Les populations virales exposées au lonafarnib ont accumulé deux mutations codantes (T335I et T400A) au sein de la protéine de fusion du RSV, conduisant à une résistance phénotypique au lonafarnib. De plus, le lonafarnib s’est avéré inhiber l’entrée du RSV dans les cellules en se liant à la protéine de fusion et en inhibant la fusion membranaire. Cette inhibition s’est avérée être surmontée par des mutations de résistance dans la protéine de fusion.

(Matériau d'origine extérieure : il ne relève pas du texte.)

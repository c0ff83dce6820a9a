//! Pixel accumulation over an integration period.
//!
//! Every captured frame is reduced to mono and added into a running sum.
//! When the signature tracker reports a new period, or on every frame
//! while integration is unlocked, the sum is flushed into an 8-bit
//! integrated frame and the latest preview image.

use serde::{Deserialize, Serialize};

use super::frame::{FrameProcessingStatus, ImageStatus, IntegratedFrame};
use crate::analysis::{DiffSignature, IntegrationThresholds, SignatureTracker};
use crate::capture::CameraConfig;

/// Reduction of a 24-bit BGR pixel to a single mono channel.
#[derive(Debug, Clone, Copy, PartialEq, Eq, Default, Serialize, Deserialize)]
#[serde(rename_all = "lowercase")]
pub enum MonochromeMode {
    /// Red channel only.
    #[default]
    R,
    /// Green channel only.
    G,
    /// Blue channel only.
    B,
    /// `0.299R + 0.587G + 0.114B`
    Luma,
}

impl MonochromeMode {
    /// Reduces one BGR pixel.
    #[inline]
    fn reduce(self, bgr: &[u8]) -> f64 {
        match self {
            Self::R => f64::from(bgr[2]),
            Self::G => f64::from(bgr[1]),
            Self::B => f64::from(bgr[0]),
            Self::Luma => {
                let luma =
                    0.299 * f64::from(bgr[2]) + 0.587 * f64::from(bgr[1]) + 0.114 * f64::from(bgr[0]);
                luma.clamp(0.0, 255.0).floor()
            }
        }
    }

    /// Name written to the AAV image section.
    pub fn as_str(self) -> &'static str {
        match self {
            Self::R => "R",
            Self::G => "G",
            Self::B => "B",
            Self::Luma => "LUMA",
        }
    }
}

/// Result of adding one captured frame.
#[derive(Debug)]
pub struct FrameOutcome {
    /// Telemetry for the captured frame.
    pub status: FrameProcessingStatus,
    /// Frame flushed by this call, if any.
    pub frame: Option<IntegratedFrame>,
}

/// Owns the running pixel sums of the current integration period.
pub struct FrameAccumulator {
    width: u32,
    height: u32,
    mono_mode: MonochromeMode,
    signature: DiffSignature,
    tracker: SignatureTracker,
    sums: Vec<f64>,
    preview: Vec<u8>,
    locked: bool,
    frames_in_period: u32,
    frame_no: u64,
    first_frame: u64,
    last_frame: u64,
    first_ticks: i64,
    last_ticks: i64,
    integrated_frame_no: u64,
    status: ImageStatus,
    confirmed: ImageStatus,
}

impl FrameAccumulator {
    /// Creates an accumulator with zeroed buffers sized for `config`.
    pub fn new(config: &CameraConfig) -> Self {
        let pixels = config.pixel_count();
        Self {
            width: config.width,
            height: config.height,
            mono_mode: config.mono_mode,
            signature: DiffSignature::new(config.width, config.height),
            tracker: SignatureTracker::new(IntegrationThresholds {
                is_integrating: config.is_integrating,
                difference_factor: config.signature_difference_factor,
                minimum_difference: config.minimum_signature_difference,
            }),
            sums: vec![0.0; pixels],
            preview: vec![0; pixels],
            locked: false,
            frames_in_period: 0,
            frame_no: 0,
            first_frame: 0,
            last_frame: 0,
            first_ticks: 0,
            last_ticks: 0,
            integrated_frame_no: 0,
            status: ImageStatus::default(),
            confirmed: ImageStatus::default(),
        }
    }

    /// Adds a 24-bit bottom-up source frame captured at `ticks`.
    ///
    /// The buffer must hold `3 * width * height` bytes.
    pub fn add_frame(&mut self, source: &[u8], ticks: i64) -> FrameOutcome {
        debug_assert_eq!(source.len(), 3 * self.sums.len());

        let signature = self.signature.calculate(source);
        self.frame_no += 1;

        let is_new_period = self.tracker.evaluate(signature);
        let mut frame = None;

        if is_new_period || !self.locked {
            frame = self.flush(is_new_period);
            self.sums.fill(0.0);

            if is_new_period {
                self.frames_in_period = 0;
                self.last_frame = 0;
                self.last_ticks = 0;
            }
        }

        // Also covers the first period after configuration, which starts
        // without a detected boundary.
        if self.frames_in_period == 0 {
            self.first_frame = self.frame_no;
            self.first_ticks = ticks;
        }

        self.accumulate(source);
        self.frames_in_period += 1;
        self.last_frame = self.frame_no;
        self.last_ticks = ticks;

        FrameOutcome {
            status: FrameProcessingStatus {
                camera_frame_no: self.frame_no,
                integrated_frame_no: self.integrated_frame_no,
                integrated_frames_so_far: self.frames_in_period,
                frame_diff_signature: signature,
                current_signature_ratio: self.tracker.current_ratio(),
            },
            frame,
        }
    }

    /// Adds the mono reduction of `source` into the sums, top row first.
    fn accumulate(&mut self, source: &[u8]) {
        let width = self.width as usize;
        let height = self.height as usize;
        let stride = 3 * width;
        let mode = self.mono_mode;

        for (y, row) in self.sums.chunks_exact_mut(width).enumerate() {
            let line = (height - 1 - y) * stride;
            let scanline = &source[line..line + stride];
            for (sum, bgr) in row.iter_mut().zip(scanline.chunks_exact(3)) {
                *sum += mode.reduce(bgr);
            }
        }
    }

    /// Turns the current sums into the preview and an integrated frame.
    fn flush(&mut self, is_new_period: bool) -> Option<IntegratedFrame> {
        self.integrated_frame_no += 1;

        if self.frames_in_period == 0 {
            self.preview.fill(0);
            return None;
        }

        let divisor = if self.locked {
            f64::from(self.frames_in_period)
        } else {
            1.0
        };

        let mut pixels = vec![0u8; self.sums.len()];
        for ((sum, shown), out) in self
            .sums
            .iter()
            .zip(self.preview.iter_mut())
            .zip(pixels.iter_mut())
        {
            let value = clamp_to_byte(sum / divisor);
            *shown = value;
            *out = value;
        }

        if self.locked || is_new_period {
            self.confirmed = ImageStatus {
                counted_frames: self.frames_in_period,
                start_exposure_frame_no: self.first_frame,
                end_exposure_frame_no: self.last_frame,
                start_exposure_ticks: self.first_ticks,
                end_exposure_ticks: self.last_ticks,
                integrated_frame_no: self.integrated_frame_no,
                cutoff_ratio: self.tracker.cutoff_ratio(),
                unique_frame_no: 0,
            };
            tracing::trace!(
                integrated_frame_no = self.integrated_frame_no,
                counted_frames = self.frames_in_period,
                cutoff_ratio = self.confirmed.cutoff_ratio,
                "Integration period confirmed"
            );
        }

        self.status = ImageStatus {
            unique_frame_no: self.status.unique_frame_no + 1,
            ..self.confirmed
        };

        let mut frame = IntegratedFrame::new(pixels, self.width, self.height);
        frame.frame_count = self.frames_in_period;
        frame.start_frame = self.first_frame;
        frame.end_frame = self.last_frame;
        frame.start_ticks = self.first_ticks;
        frame.end_ticks = self.last_ticks;
        frame.frame_number = self.integrated_frame_no;
        Some(frame)
    }

    /// Locks or unlocks integration.
    ///
    /// While locked, frames accumulate until the next detected boundary
    /// and flushes average over the accumulated frame count.
    pub fn lock_integration(&mut self, lock: bool) {
        if self.locked != lock {
            tracing::info!(locked = lock, "Integration lock changed");
        }
        self.locked = lock;
    }

    /// Returns true if integration is locked.
    pub fn is_locked(&self) -> bool {
        self.locked
    }

    /// Latest flushed mono image, top row first.
    pub fn preview(&self) -> &[u8] {
        &self.preview
    }

    /// Latest preview with the display flips applied.
    pub fn oriented_preview(&self, flip_horizontal: bool, flip_vertical: bool) -> Vec<u8> {
        let width = self.width as usize;
        let mut rows: Vec<&[u8]> = self.preview.chunks_exact(width).collect();
        if flip_vertical {
            rows.reverse();
        }

        let mut out = Vec::with_capacity(self.preview.len());
        for row in rows {
            if flip_horizontal {
                out.extend(row.iter().rev());
            } else {
                out.extend_from_slice(row);
            }
        }
        out
    }

    /// Status of the last confirmed integration period.
    pub fn image_status(&self) -> ImageStatus {
        self.status
    }

    /// Source frames seen since configuration.
    pub fn frame_no(&self) -> u64 {
        self.frame_no
    }

    /// Frame width in pixels.
    pub fn width(&self) -> u32 {
        self.width
    }

    /// Frame height in pixels.
    pub fn height(&self) -> u32 {
        self.height
    }
}

/// Truncates toward zero and clamps into the 8-bit range.
#[inline]
fn clamp_to_byte(value: f64) -> u8 {
    let value = value as i64;
    if value <= 0 {
        0
    } else if value >= 255 {
        255
    } else {
        value as u8
    }
}

#[cfg(test)]
mod tests {
    use super::*;

    fn config(is_integrating: bool) -> CameraConfig {
        CameraConfig {
            width: 4,
            height: 4,
            mono_mode: MonochromeMode::R,
            is_integrating,
            signature_difference_factor: 3.0,
            minimum_signature_difference: 1.0,
            ..Default::default()
        }
    }

    fn uniform(value: u8) -> Vec<u8> {
        vec![value; 3 * 16]
    }

    #[test]
    fn test_locked_integration_averages() {
        let mut acc = FrameAccumulator::new(&config(true));
        acc.lock_integration(true);

        assert!(acc.add_frame(&uniform(10), 0).frame.is_none());
        assert!(acc.add_frame(&uniform(20), 1).frame.is_none());

        // Flat signature after a change of 5 starts a new period.
        let frame = acc.add_frame(&uniform(20), 2).frame.unwrap();
        assert_eq!(frame.frame_count, 2);
        assert!(frame.pixels().iter().all(|&p| p == 15));
        assert!(acc.preview().iter().all(|&p| p == 15));
    }

    #[test]
    fn test_unlocked_reports_latest_frame_only() {
        let mut acc = FrameAccumulator::new(&config(true));

        acc.add_frame(&uniform(10), 0);
        let second = acc.add_frame(&uniform(20), 1).frame.unwrap();
        assert!(second.pixels().iter().all(|&p| p == 10));

        let third = acc.add_frame(&uniform(20), 2).frame.unwrap();
        assert!(third.pixels().iter().all(|&p| p == 20));
        assert!(acc.preview().iter().all(|&p| p == 20));
    }

    #[test]
    fn test_first_flush_zero_fills_preview() {
        let mut acc = FrameAccumulator::new(&config(false));
        acc.preview.fill(99);

        let outcome = acc.add_frame(&uniform(50), 0);
        assert!(outcome.frame.is_none());
        assert!(acc.preview().iter().all(|&p| p == 0));
        assert_eq!(outcome.status.integrated_frame_no, 1);
        assert_eq!(outcome.status.integrated_frames_so_far, 1);
    }

    #[test]
    fn test_clamps_out_of_range_averages() {
        let mut acc = FrameAccumulator::new(&config(false));
        acc.frames_in_period = 1;

        acc.sums.fill(-5.0);
        let low = acc.flush(true).unwrap();
        assert!(low.pixels().iter().all(|&p| p == 0));
        assert!(acc.preview().iter().all(|&p| p == 0));

        acc.sums.fill(300.0);
        let high = acc.flush(true).unwrap();
        assert!(high.pixels().iter().all(|&p| p == 255));
        assert!(acc.preview().iter().all(|&p| p == 255));
    }

    #[test]
    fn test_rows_read_bottom_up() {
        let mut acc = FrameAccumulator::new(&config(false));

        // Last source scanline is the top display row.
        let mut source = uniform(0);
        let stride = 3 * 4;
        for b in &mut source[3 * stride..] {
            *b = 77;
        }
        acc.add_frame(&source, 0);
        let frame = acc.add_frame(&uniform(0), 1).frame.unwrap();

        assert!(frame.pixels()[..4].iter().all(|&p| p == 77));
        assert!(frame.pixels()[4..].iter().all(|&p| p == 0));
    }

    #[test]
    fn test_mono_modes() {
        let bgr = [30u8, 60, 90];
        assert_eq!(MonochromeMode::R.reduce(&bgr), 90.0);
        assert_eq!(MonochromeMode::G.reduce(&bgr), 60.0);
        assert_eq!(MonochromeMode::B.reduce(&bgr), 30.0);
        // 0.299 * 90 + 0.587 * 60 + 0.114 * 30 = 65.55
        assert_eq!(MonochromeMode::Luma.reduce(&bgr), 65.0);
        assert_eq!(MonochromeMode::Luma.reduce(&[0, 0, 0]), 0.0);
    }

    #[test]
    fn test_non_integrating_frame_metadata() {
        let mut acc = FrameAccumulator::new(&config(false));
        acc.add_frame(&uniform(1), 100);
        acc.add_frame(&uniform(2), 200);
        let frame = acc.add_frame(&uniform(3), 300).frame.unwrap();

        assert_eq!(frame.frame_count, 1);
        assert_eq!(frame.start_frame, 2);
        assert_eq!(frame.end_frame, 2);
        assert_eq!(frame.start_ticks, 200);
        assert_eq!(frame.end_ticks, 200);
        assert_eq!(frame.frame_number, 3);

        let status = acc.image_status();
        assert_eq!(status.counted_frames, 1);
        assert_eq!(status.start_exposure_frame_no, 2);
        assert_eq!(status.end_exposure_ticks, 200);
        assert_eq!(status.unique_frame_no, 2);
    }

    #[test]
    fn test_unconfirmed_flush_echoes_confirmed_status() {
        let mut acc = FrameAccumulator::new(&config(true));
        acc.add_frame(&uniform(10), 0);
        acc.add_frame(&uniform(20), 1);
        // Boundary: confirms the period of frames 1..2.
        acc.add_frame(&uniform(20), 2);
        let confirmed = acc.image_status();
        assert_eq!(confirmed.counted_frames, 2);
        assert_eq!(confirmed.start_exposure_frame_no, 1);
        assert_eq!(confirmed.end_exposure_frame_no, 2);

        // Unlocked, no boundary: only the unique counter moves.
        acc.add_frame(&uniform(20), 3);
        let echoed = acc.image_status();
        assert_eq!(
            ImageStatus {
                unique_frame_no: confirmed.unique_frame_no,
                ..echoed
            },
            confirmed
        );
        assert_eq!(echoed.unique_frame_no, confirmed.unique_frame_no + 1);
    }

    #[test]
    fn test_oriented_preview_flips() {
        let mut acc = FrameAccumulator::new(&CameraConfig {
            width: 2,
            height: 2,
            ..config(false)
        });
        acc.preview.copy_from_slice(&[1, 2, 3, 4]);

        assert_eq!(acc.oriented_preview(false, false), vec![1, 2, 3, 4]);
        assert_eq!(acc.oriented_preview(true, false), vec![2, 1, 4, 3]);
        assert_eq!(acc.oriented_preview(false, true), vec![3, 4, 1, 2]);
        assert_eq!(acc.oriented_preview(true, true), vec![4, 3, 2, 1]);
    }
}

In vitro, les associations de lonafarnib et de ribavirine ont montré une activité inhibitrice mineure ou légèrement synergique à des doses sélectionnées. Le traitement au lonafarnib après inoculation dans les cellules A549 a limité la propagation du virus HRSV GFP de 30 % par rapport aux témoins. Dans le modèle de culture cellulaire BCi-NS1.1, le traitement prophylactique au lonafarnib des côtés apical et basolatéral a inhibé de manière dose-dépendante l’infection par le RSV, entraînant une réduction de 10 à 15 fois de la charge virale. L’application thérapeutique de lonafarnib uniquement du côté basolatéral a également réduit la charge virale d’environ 50 % dans une infection clinique par un isolat de RSV.
In vivo, les animaux traités au lonafarnib ont présenté un signal du virus rapporteur significativement réduit dans les poumons et le nez par rapport aux témoins. Au jour 4, une diminution dose-dépendante a été observée dans l’acide ribonucléique viral dans les poumons des souris traitées, et la perte de poids était moindre par rapport aux témoins. Cependant, des infiltrats cellulaires ont été observés dans les poumons des souris traitées au lonafarnib.
Conclusion
En conclusion, l’étude a identifié le lonafarnib comme un candidat thérapeutique potentiel pour le traitement du VRS, soulignant l’utilité des études de réutilisation des médicaments. Les résultats démontrent l’activité antivirale prometteuse du lonafarnib dans la culture cellulaire ainsi que dans les modèles murins d’infection par le VRS. Des recherches plus approfondies sont nécessaires pour confirmer les résultats.